Expressions are embedded directly into the expression field of column definitions and the expression field of the filter object.

const view = await db.views.create({
  title: "Billable records by employee",
  defaultExpand: "collapsed",
  filter: {
    mode: "expression",
    expression: v.gt(v.toNumber(v.field("hours")), v.number(0)),
  },
  columns: [
    {
      name: "employee",
      title: "Employee",
      role: "category",
      expression: v.field("employee"),
      sorting: "ascending",
    },
    {
      name: "month",
      title: "Month",
      role: "display",
      expression: v.datePart(v.field("workDate"), "month"),
      sorting: "ascending",
    },
    {
      name: "amount",
      title: "Amount",
      role: "display",
      expression: v.let(
        {
          hours: v.toNumber(v.field("hours")),
          rate: v.coalesce(v.toNumber(v.field("rate")), v.number(1)),
        },
        ({ hours, rate }) => v.mul(
          v.coalesce(hours, v.number(0)),
          v.coalesce(rate, v.number(0)),
        ),
      ),
      sorting: "descending",
    },
    {
      name: "label",
      title: "Label",
      role: "display",
      expression: v.ifElse(
        v.exists(v.field("note")),
        v.concat(v.field("employee"), v.string(": "), v.field("note")),
        v.field("employee"),
      ),
    },
  ],
});

Type safety

The builder is designed so the easy path is the correct one:

  • field("employee") is checked against the document type you pass to createViewLanguage<T>().
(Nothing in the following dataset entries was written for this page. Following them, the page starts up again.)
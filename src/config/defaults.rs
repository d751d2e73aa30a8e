//! Default values for configuration

/// Default Qdrant gRPC URL for local development (port 6334, not 6333 REST)
pub fn default_qdrant_url() -> String {
    std::env::var("QDRANT_URL").unwrap_or_else(|_| "http://127.0.0.1:6334".to_string())
}

/// Default collection name
pub fn default_collection_name() -> String {
    "curator_content".to_string()
}

/// Default OpenAI-compatible API base URL
pub fn default_api_base() -> String {
    std::env::var("CURATOR_API_BASE").unwrap_or_else(|_| "https://api.openai.com/v1".to_string())
}

/// Default environment variable name holding the API key
pub fn default_api_key_env() -> String {
    "OPENAI_API_KEY".to_string()
}

/// Default chat model
pub fn default_chat_model() -> String {
    "gpt-3.5-turbo".to_string()
}

/// Default embedding model
pub fn default_embedding_model() -> String {
    "text-embedding-ada-002".to_string()
}

/// Default API request timeout in seconds
pub fn default_request_timeout() -> u64 {
    60
}

/// Default embedding dimension (text-embedding-ada-002)
pub fn default_embedding_dimension() -> usize {
    1536
}

/// Default batch size for embedding
pub fn default_embedding_batch_size() -> usize {
    32
}

/// Default maximum characters per chunk
pub fn default_chunk_max_chars() -> usize {
    1000
}

/// Default overlap characters between chunks
pub fn default_chunk_overlap() -> usize {
    200
}

/// Default minimum characters per chunk
pub fn default_chunk_min_chars() -> usize {
    50
}

/// Default maximum pages per crawl
pub fn default_crawl_max_pages() -> u32 {
    5
}

/// Hard upper bound on pages per crawl
pub const CRAWL_MAX_PAGES_LIMIT: u32 = 20;

/// Default rate limit (requests per second per host)
pub fn default_crawl_rate_limit() -> f64 {
    1.0
}

/// Default user agent
pub fn default_crawl_user_agent() -> String {
    format!("curator/{} (Personal Content Inventory)", env!("CARGO_PKG_VERSION"))
}

/// Default request timeout in seconds
pub fn default_crawl_timeout() -> u64 {
    10
}

/// Default: respect robots.txt
pub fn default_respect_robots() -> bool {
    true
}

/// Default maximum characters kept per fetched page
pub fn default_max_content_chars() -> usize {
    50_000
}

/// Default number of chunks retrieved per question
pub fn default_chat_top_k() -> usize {
    5
}

/// Default chat temperature
pub fn default_chat_temperature() -> f32 {
    0.7
}

/// Default number of past question/answer turns kept in memory
pub fn default_max_history_turns() -> usize {
    10
}

/// Default: summaries enabled
pub fn default_summary_enabled() -> bool {
    true
}

/// Default summary temperature
pub fn default_summary_temperature() -> f32 {
    0.3
}
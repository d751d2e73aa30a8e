//! Remove command implementation

use crate::error::{Error, Result};
use crate::meta::MetaDb;
use crate::store::QdrantStore;
use serde::{Deserialize, Serialize};
use tracing::info;
use uuid::Uuid;

/// Result of removing one item
#[derive(Debug, Clone, Serialize, Deserialize)]
pub struct RemoveStats {
    pub item_id: String,
    pub title: String,
    pub chunks_removed: usize,
}

/// Remove an item and all its chunks from both stores.
/// Accepts an item ID or the exact URL it was added from.
pub async fn cmd_remove(
    db: &MetaDb,
    store: &QdrantStore,
    id_or_url: &str,
) -> Result<RemoveStats> {
    let item = match db.get_item(id_or_url).await? {
        Some(item) => item,
        None => db
            .get_item_by_url(id_or_url)
            .await?
            .ok_or_else(|| Error::ItemNotFound(id_or_url.to_string()))?,
    };

    info!("Removing item {} ({})", item.id, item.title);

    let point_ids = db.delete_item(&item.id).await?;
    let uuids: Vec<Uuid> = point_ids
        .iter()
        .filter_map(|s| Uuid::parse_str(s).ok())
        .collect();
    store.delete_points(&uuids).await?;

    Ok(RemoveStats {
        item_id: item.id,
        title: item.title,
        chunks_removed: point_ids.len(),
    })
}

/// Print removal confirmation
pub fn print_remove_stats(stats: &RemoveStats) {
    println!("✓ Removed: {}", stats.title);
    println!("  ID: {}", stats.item_id);
    println!("  Chunks removed: {}", stats.chunks_removed);
}
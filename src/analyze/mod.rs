//! Library-level content analysis
//!
//! LLM-driven overviews of what has been collected: themes, trends and
//! reading suggestions, plus per-item topic tags.

use crate::error::Result;
use crate::llm::{ChatMessage, LlmClient};
use crate::meta::{ContentItem, GlobalStats};
use serde::{Deserialize, Serialize};
use tracing::warn;

/// How many items get full detail in the analysis prompt
const DETAIL_ITEM_LIMIT: usize = 8;
/// Per-item summary budget in the prompt, in characters
const SUMMARY_CHAR_LIMIT: usize = 200;

/// Result of analyzing the whole library
#[derive(Debug, Clone, Serialize, Deserialize)]
pub struct LibraryAnalysis {
    pub overview: String,
    pub trends: String,
    pub strategy: String,
}

/// Topic tags for one item
#[derive(Debug, Clone, Serialize, Deserialize)]
pub struct ItemTags {
    pub item_id: String,
    pub title: String,
    pub tags: Vec<String>,
}

/// Analyze the library: one LLM pass each for themes, trends and a
/// collection strategy suggestion.
pub async fn analyze_library(
    items: &[ContentItem],
    stats: &GlobalStats,
    llm: &LlmClient,
    temperature: f32,
) -> Result<LibraryAnalysis> {
    let digest = library_digest(items, stats);

    let overview = llm
        .complete(analysis_messages(&digest, OVERVIEW_INSTRUCTION), temperature)
        .await?;
    let trends = llm
        .complete(analysis_messages(&digest, TRENDS_INSTRUCTION), temperature)
        .await?;

    // The strategy prompt builds on the identified trends
    let strategy_input = format!("{}\n\nObserved trends:\n{}", digest, trends);
    let strategy = llm
        .complete(
            analysis_messages(&strategy_input, STRATEGY_INSTRUCTION),
            temperature,
        )
        .await?;

    Ok(LibraryAnalysis {
        overview,
        trends,
        strategy,
    })
}

/// Generate topic tags per item. A failed tag request degrades to an
/// empty tag list with a warning rather than failing the whole run.
pub async fn generate_tags(
    items: &[ContentItem],
    llm: &LlmClient,
    temperature: f32,
) -> Result<Vec<ItemTags>> {
    let mut tagged = Vec::with_capacity(items.len());

    for item in items {
        let messages = tag_messages(item);
        let tags = match llm.complete(messages, temperature).await {
            Ok(reply) => parse_tags(&reply),
            Err(e) => {
                warn!("Tag generation failed for {} ({}); skipping", item.title, e);
                Vec::new()
            }
        };

        tagged.push(ItemTags {
            item_id: item.id.clone(),
            title: item.title.clone(),
            tags,
        });
    }

    Ok(tagged)
}

const OVERVIEW_INSTRUCTION: &str =
    "Summarize the main themes of this content library in one short paragraph.";
const TRENDS_INSTRUCTION: &str =
    "Identify trends or patterns in what has been collected, in 2-3 bullet points.";
const STRATEGY_INSTRUCTION: &str =
    "Suggest what kind of content would complement this library, in 2-3 bullet points.";

fn analysis_messages(digest: &str, instruction: &str) -> Vec<ChatMessage> {
    vec![
        ChatMessage::system(
            "You analyze a personal content library. Base your answer only on \
             the item list provided.",
        ),
        ChatMessage::user(format!("{}\n\n{}", digest, instruction)),
    ]
}

fn tag_messages(item: &ContentItem) -> Vec<ChatMessage> {
    let summary = item
        .summary
        .as_deref()
        .unwrap_or("")
        .chars()
        .take(SUMMARY_CHAR_LIMIT)
        .collect::<String>();

    vec![
        ChatMessage::system(
            "You assign topic tags to saved content. Reply with 3-5 short \
             lowercase tags separated by commas, nothing else.",
        ),
        ChatMessage::user(format!("Title: {}\nSummary: {}", item.title, summary)),
    ]
}

/// Build a bounded text digest of the library for analysis prompts.
/// The first few items get their summaries; the rest are counted.
pub fn library_digest(items: &[ContentItem], stats: &GlobalStats) -> String {
    let mut digest = format!(
        "Library: {} items, {} chunks, {} words total.\n\nItems:\n",
        stats.item_count, stats.chunk_count, stats.total_words
    );

    for item in items.iter().take(DETAIL_ITEM_LIMIT) {
        let summary: String = item
            .summary
            .as_deref()
            .unwrap_or("(no summary)")
            .chars()
            .take(SUMMARY_CHAR_LIMIT)
            .collect();
        digest.push_str(&format!(
            "- {} [{}]: {}\n",
            item.title, item.content_type, summary
        ));
    }

    if items.len() > DETAIL_ITEM_LIMIT {
        digest.push_str(&format!(
            "...and {} more items.\n",
            items.len() - DETAIL_ITEM_LIMIT
        ));
    }

    digest
}

/// Parse a comma-separated tag reply into clean tags
pub fn parse_tags(reply: &str) -> Vec<String> {
    reply
        .split(',')
        .map(|t| t.trim().trim_matches('.').to_lowercase())
        .filter(|t| !t.is_empty())
        .take(5)
        .collect()
}

#[cfg(test)]
mod tests {
    use super::*;
    use crate::meta::{stable_item_id, ContentType};

    fn sample_item(n: usize) -> ContentItem {
        let url = format!("https://example.com/{}", n);
        let mut item = ContentItem::new(
            stable_item_id(Some(&url), "body"),
            Some(url),
            format!("Item {}", n),
            ContentType::WebPage,
            100,
            format!("hash-{}", n),
        );
        item.summary = Some("A summary. ".repeat(30));
        item
    }

    #[test]
    fn test_digest_caps_item_detail() {
        let items: Vec<ContentItem> = (0..12).map(sample_item).collect();
        let stats = GlobalStats {
            item_count: 12,
            chunk_count: 40,
            total_words: 1200,
        };

        let digest = library_digest(&items, &stats);

        assert!(digest.contains("Item 7"));
        assert!(!digest.contains("Item 8"));
        assert!(digest.contains("...and 4 more items."));
    }

    #[test]
    fn test_digest_truncates_summaries() {
        let items = vec![sample_item(0)];
        let stats = GlobalStats {
            item_count: 1,
            chunk_count: 3,
            total_words: 100,
        };

        let digest = library_digest(&items, &stats);
        let item_line = digest
            .lines()
            .find(|l| l.starts_with("- Item 0"))
            .expect("item line present");

        assert!(item_line.chars().count() < 250);
    }

    #[test]
    fn test_parse_tags() {
        let tags = parse_tags("Rust, web scraping , Databases.\n");
        assert_eq!(tags, vec!["rust", "web scraping", "databases"]);
    }

    #[test]
    fn test_parse_tags_caps_at_five() {
        let tags = parse_tags("a, b, c, d, e, f, g");
        assert_eq!(tags.len(), 5);
    }

    #[test]
    fn test_parse_tags_empty_reply() {
        assert!(parse_tags("").is_empty());
        assert!(parse_tags(" , ,").is_empty());
    }
}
Typos and invalid paths produce TypeScript errors.
  • Nested paths like field("project.name") are validated against the nested type structure.
  • let() gives you typed references to intermediate results, so you get autocomplete and type checking inside the builder callback.
  • Boolean-returning helpers like eq(), and(), exists() return BooleanExpression, which ifElse() and filter definitions require as their condition. Passing a non-boolean expression as a condition is a compile-time error.
  • All expressions are plain JSON objects. There are no functions, classes, or non-serializable values in the output.

This means most mistakes show up in TypeScript before the view definition ever reaches the bridge.


First-iteration limits

The first declarative-only iteration does not try to model every possible formula concept. In particular:

  • There is no custom app-provided JS execution.
  • There is no aggregation across documents (e.g. SUM of a column across all rows). Use the totalMode column property for simple sums and averages instead.
  • The helper set is intentionally focused on common business-view cases.
  • If we later need more power, we can extend the language by adding new helpers and AST nodes without breaking the transport format or existing definitions.